The next day, she locates Salaberry and seeks him to help her return to the way she was before. But the old man tells her that he hasn't done anything, that Pilar has everything in her head, being able to control her impulses whenever and however she wants. After Maia tries to convince her to work together with another viral video, Pilar suggests that she can be her assistant. After that, she makes peace with her sister by giving her an adopted cat. In her apartment, Javier and Nicolás sincerely try to reconcile with her and, although Pilar appreciates their apologies, she ultimately decides that they should end their relationship on good terms. Finally, she decides to go to Sofía and Pablo's wedding, ready to fix things with the latter. During the ceremony, she notices that Sofía has controlled the entire organization, not accepting any of Pablo's ideas, although Pilar admits that her ex-boyfriend seems happy anyway. Deciding that she does not have to participate in the event, Pilar leaves the place alone. The film ends with Pilar driving, listening to the radio, and laughing wildly.

== Cast ==
The actors participating in this film are:

- Natalia Oreiro as Pilar
- Diego Torres as Pablo
- Fernán Mirás as Javier
- Pilar Gamboa as Valeria
- Gimena Accardi as Sofía
- Hugo Arana as Fernando Salaberry
- Diego Peretti as Psychoanalyst
- Agustín Aristarán as Alejandro
- Malena Sánchez as Maia
- Walter Cornás as Guillermo
- Valeria Lois as Isabel
- Martín Garabal as Toto
- Lucas Pose as Nicolás
- Dario Guersenzvaig as Sergio
- Santiago Korovsky as Cameraman
- Jonathan Nugnes as Party boy
- Ale Dambrosio as Receptionist
- Suyai Chiodi as Rapper
- Santiago Rovito as Rapper
- Pedro Risi as Salaberry's Student
- José Mehrez as Gasman
- Emiliano Salamanca as Cloth
- Beatriz Rajland as Olga

== Reception ==

=== Critical reception ===
The film received mixed reviews, though generally positive. According to the Todas Las Críticas portal, the film starring Natalia Oreiro obtained 59% positive reviews with an estimated average of 60/100 based on 32 ratings from the press.
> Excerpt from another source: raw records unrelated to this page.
//! LMS Collaborator Strategy Pattern
//!
//! Defines the operations this crate needs from the learning-management
//! system. The HTTP implementation lives in `enroll-runtime`; [`MockLms`]
//! keeps an in-memory roster for tests and demo deployments.

mod mock;

pub use mock::{MockLms, ScriptedReply};

use async_trait::async_trait;
use serde::{Deserialize, Serialize};

use crate::error::{EnrollError, Result};
use crate::identifier::{Identifier, StudentId, UnitToken};

/// Buyer data collected at checkout
#[derive(Clone, Debug, PartialEq, Eq, Serialize, Deserialize)]
pub struct StudentProfile {
    pub name: String,
    pub contact: String,
}

impl StudentProfile {
    /// Trim and validate the buyer fields
    pub fn new(name: &str, contact: &str) -> Result<Self> {
        let name = name.trim();
        let contact = contact.trim();

        if name.is_empty() {
            return Err(EnrollError::InvalidRequest("name is empty".into()));
        }
        if contact.is_empty() {
            return Err(EnrollError::InvalidRequest("contact is empty".into()));
        }

        Ok(Self {
            name: name.to_string(),
            contact: contact.to_string(),
        })
    }
}

/// Fields submitted to the LMS student-creation endpoint.
///
/// Demographic fields the checkout never collects are filled with fixed
/// placeholders accepted by the LMS.
#[derive(Clone, Debug, PartialEq, Eq)]
pub struct RegistrationForm {
    pub name: String,
    pub email: String,
    pub contact: String,
    pub identifier: Identifier,
}

impl RegistrationForm {
    pub const BIRTH_DATE: &'static str = "2000-01-01";
    pub const RG: &'static str = "000000000";
    pub const COUNTRY: &'static str = "Brasil";
    pub const STATE: &'static str = "DF";
    pub const CITY: &'static str = "Brasília";
    pub const ADDRESS: &'static str = "Não informado";
    pub const DISTRICT: &'static str = "Centro";
    pub const POSTAL_CODE: &'static str = "70000-000";

    pub fn new(profile: &StudentProfile, identifier: &Identifier, email_domain: &str) -> Self {
        Self {
            name: profile.name.clone(),
            email: identifier.email(email_domain),
            contact: profile.contact.clone(),
            identifier: identifier.clone(),
        }
    }

    /// Form-encoded field pairs, in the LMS field vocabulary
    pub fn fields(&self) -> Vec<(&'static str, String)> {
        vec![
            ("nome", self.name.clone()),
            ("email", self.email.clone()),
            ("whatsapp", self.contact.clone()),
            ("fone", self.contact.clone()),
            ("celular", self.contact.clone()),
            ("data_nascimento", Self::BIRTH_DATE.into()),
            ("doc_cpf", self.identifier.to_string()),
            ("doc_rg", Self::RG.into()),
            ("pais", Self::COUNTRY.into()),
            ("uf", Self::STATE.into()),
            ("cidade", Self::CITY.into()),
            ("endereco", Self::ADDRESS.into()),
            ("complemento", String::new()),
            ("bairro", Self::DISTRICT.into()),
            ("cep", Self::POSTAL_CODE.into()),
        ]
    }
}

/// A student row from the LMS listing endpoint
#[derive(Clone, Debug, PartialEq, Eq, Serialize, Deserialize)]
pub struct StudentRecord {
    pub id: StudentId,
    #[serde(default)]
    pub identifier: Option<Identifier>,
    #[serde(default)]
    pub name: Option<String>,
}

/// Parsed outcome of a student-creation call
#[derive(Clone, Debug, PartialEq, Eq)]
pub enum RegistrationReply {
    /// Student created
    Created(StudentId),

    /// The submitted identifier is already assigned to another record
    Collision,

    /// Any other refusal; retrying with a new identifier will not help
    Rejected(String),
}

/// Parsed outcome of an enrollment call
#[derive(Clone, Debug, PartialEq, Eq)]
pub enum EnrollmentReply {
    Enrolled,
    Refused(String),
}

/// LMS client trait (Strategy pattern)
///
/// Transport failures and timeouts are returned as `Err`; answers the LMS
/// actually gave are returned as replies.
#[async_trait]
pub trait LmsClient: Send + Sync {
    /// Fetch a fresh unit token for write operations
    async fn unit_token(&self) -> Result<UnitToken>;

    /// Total registered students for the unit.
    ///
    /// Signed so a nonsensical negative answer can be detected by callers.
    async fn total_students(&self) -> Result<i64>;

    /// Students of the unit whose identifier starts with `prefix`
    async fn list_students(&self, prefix: &str) -> Result<Vec<StudentRecord>>;

    /// Create a student
    async fn create_student(
        &self,
        form: &RegistrationForm,
        token: &UnitToken,
    ) -> Result<RegistrationReply>;

    /// Enroll an existing student in the given courses
    async fn enroll(
        &self,
        student_id: &StudentId,
        course_ids: &[u64],
        token: &UnitToken,
    ) -> Result<EnrollmentReply>;

    /// Check if the LMS answers
    async fn health_check(&self) -> bool;

    /// Client name for logs
    fn name(&self) -> &str;
}

#[cfg(test)]
mod tests {
    use super::*;

    #[test]
    fn test_profile_validation() {
        let profile = StudentProfile::new("  Maria Silva ", " 61999990000").unwrap();
        assert_eq!(profile.name, "Maria Silva");
        assert_eq!(profile.contact, "61999990000");

        assert!(StudentProfile::new("", "61999990000").is_err());
        assert!(StudentProfile::new("Maria", "   ").is_err());
    }

    #[test]
    fn test_form_fields() {
        let profile = StudentProfile::new("Maria", "61999990000").unwrap();
        let id = Identifier::from_raw("20254158042");
        let form = RegistrationForm::new(&profile, &id, "cedbrasilia.com.br");
        let fields = form.fields();

        let get = |key: &str| {
            fields
                .iter()
                .find(|(k, _)| *k == key)
                .map(|(_, v)| v.as_str())
        };

        assert_eq!(get("doc_cpf"), Some("20254158042"));
        assert_eq!(get("email"), Some("20254158042@cedbrasilia.com.br"));
        assert_eq!(get("celular"), Some("61999990000"));
        assert_eq!(get("cep"), Some("70000-000"));
        assert_eq!(get("complemento"), Some(""));
    }
}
=== Commercial reception ===
After the precedent of the previous year with Mamá se fue de viaje and its unexpected commercial success in the same winter period, it was expected that the film would behave in a similar way, attracting the public target little interested in "blockbuster" movies, as is. It happened with the aforementioned Ariel Winograd tape. On its first day in theaters, the film drew 21,000 viewers, effectively achieving numbers similar to the opening day of Mamá se fue de viaje. After its first weekend on the billboard, the film had managed to cut 154,000 tickets, ranking 5th among the most viewed in the school recess season. Already in its second weekend, the film remained in the same position with a slight drop in attendance, bringing 101,000 people to theaters. By the third weekend, the film had dropped one position, this time reaching the 6th position among the most viewed, maintaining a good performance of 81,000 viewers.

The cumulative to date is 731,424 viewers according to the consulting firm UltraCine, being one of the most viewed Argentine films of the year in that country, thus surpassing Animal as the most viewed Argentine film of the first semester.